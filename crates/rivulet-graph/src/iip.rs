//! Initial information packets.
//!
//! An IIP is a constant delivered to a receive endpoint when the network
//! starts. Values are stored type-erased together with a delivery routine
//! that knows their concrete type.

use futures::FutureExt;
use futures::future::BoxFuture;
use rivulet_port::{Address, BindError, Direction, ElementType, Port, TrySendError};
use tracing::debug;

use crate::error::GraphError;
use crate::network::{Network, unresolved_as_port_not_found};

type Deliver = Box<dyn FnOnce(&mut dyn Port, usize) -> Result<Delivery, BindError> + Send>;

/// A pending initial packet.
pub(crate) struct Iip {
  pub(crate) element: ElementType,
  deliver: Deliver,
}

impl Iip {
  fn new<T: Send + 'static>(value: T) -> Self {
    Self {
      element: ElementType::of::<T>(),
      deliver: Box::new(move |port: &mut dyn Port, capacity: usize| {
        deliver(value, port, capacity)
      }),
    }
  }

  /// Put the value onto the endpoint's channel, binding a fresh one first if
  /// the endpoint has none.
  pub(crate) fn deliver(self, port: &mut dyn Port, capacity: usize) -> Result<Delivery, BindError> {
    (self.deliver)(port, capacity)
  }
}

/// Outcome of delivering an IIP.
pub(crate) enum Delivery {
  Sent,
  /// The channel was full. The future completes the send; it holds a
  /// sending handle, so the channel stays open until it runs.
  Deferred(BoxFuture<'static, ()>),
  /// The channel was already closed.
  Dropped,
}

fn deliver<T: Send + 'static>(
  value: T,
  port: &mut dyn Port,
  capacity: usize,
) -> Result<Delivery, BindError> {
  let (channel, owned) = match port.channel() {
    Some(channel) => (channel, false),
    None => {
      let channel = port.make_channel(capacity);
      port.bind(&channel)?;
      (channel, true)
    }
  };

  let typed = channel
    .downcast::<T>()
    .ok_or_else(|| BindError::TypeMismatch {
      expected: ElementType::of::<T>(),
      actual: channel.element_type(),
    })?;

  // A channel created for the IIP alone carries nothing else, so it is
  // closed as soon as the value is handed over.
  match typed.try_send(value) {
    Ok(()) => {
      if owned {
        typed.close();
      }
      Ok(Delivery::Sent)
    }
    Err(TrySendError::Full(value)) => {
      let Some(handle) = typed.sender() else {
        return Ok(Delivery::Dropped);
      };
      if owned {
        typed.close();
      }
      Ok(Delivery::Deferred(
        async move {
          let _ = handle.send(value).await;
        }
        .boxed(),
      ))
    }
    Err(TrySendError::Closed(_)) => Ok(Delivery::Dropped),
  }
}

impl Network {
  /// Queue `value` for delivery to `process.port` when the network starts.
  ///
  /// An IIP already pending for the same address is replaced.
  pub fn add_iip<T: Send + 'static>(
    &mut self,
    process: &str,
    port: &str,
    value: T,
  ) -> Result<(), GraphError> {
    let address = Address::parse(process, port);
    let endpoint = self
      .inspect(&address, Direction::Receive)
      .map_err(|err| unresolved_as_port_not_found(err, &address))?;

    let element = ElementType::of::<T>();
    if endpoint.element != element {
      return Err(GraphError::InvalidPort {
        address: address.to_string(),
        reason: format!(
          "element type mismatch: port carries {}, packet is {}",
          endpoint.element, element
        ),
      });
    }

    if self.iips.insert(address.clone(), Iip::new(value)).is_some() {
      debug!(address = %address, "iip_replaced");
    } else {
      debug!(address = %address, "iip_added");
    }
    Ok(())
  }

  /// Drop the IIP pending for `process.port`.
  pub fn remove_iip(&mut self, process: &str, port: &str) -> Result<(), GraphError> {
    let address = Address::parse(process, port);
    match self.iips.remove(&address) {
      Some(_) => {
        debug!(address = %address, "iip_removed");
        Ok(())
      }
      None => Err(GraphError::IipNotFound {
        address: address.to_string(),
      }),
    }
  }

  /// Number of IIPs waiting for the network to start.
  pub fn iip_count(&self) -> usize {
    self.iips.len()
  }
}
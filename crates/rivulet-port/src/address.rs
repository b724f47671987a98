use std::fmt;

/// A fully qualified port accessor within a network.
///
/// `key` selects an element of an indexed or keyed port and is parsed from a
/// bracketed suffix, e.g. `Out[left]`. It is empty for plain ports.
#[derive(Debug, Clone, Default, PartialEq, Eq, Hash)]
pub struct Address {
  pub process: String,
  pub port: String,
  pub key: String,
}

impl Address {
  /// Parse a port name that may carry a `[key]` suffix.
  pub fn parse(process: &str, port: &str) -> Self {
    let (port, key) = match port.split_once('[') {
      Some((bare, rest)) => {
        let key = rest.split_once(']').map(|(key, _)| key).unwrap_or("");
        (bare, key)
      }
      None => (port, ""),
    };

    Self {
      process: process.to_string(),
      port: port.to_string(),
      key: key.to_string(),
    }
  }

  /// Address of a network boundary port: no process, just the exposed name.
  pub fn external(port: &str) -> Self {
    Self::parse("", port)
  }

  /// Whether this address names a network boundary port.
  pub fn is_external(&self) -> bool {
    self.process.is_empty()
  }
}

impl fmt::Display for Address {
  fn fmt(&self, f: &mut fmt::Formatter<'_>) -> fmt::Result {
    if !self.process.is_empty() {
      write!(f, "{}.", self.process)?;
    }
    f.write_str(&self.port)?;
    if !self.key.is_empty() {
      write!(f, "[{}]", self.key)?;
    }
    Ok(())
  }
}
════════════════
** What you will do **
Take from the listing every line in which the word "Deferred" appears.

** Solution to the problem **
  Deferred(BoxFuture<'static, ()>),
      Ok(Delivery::Deferred(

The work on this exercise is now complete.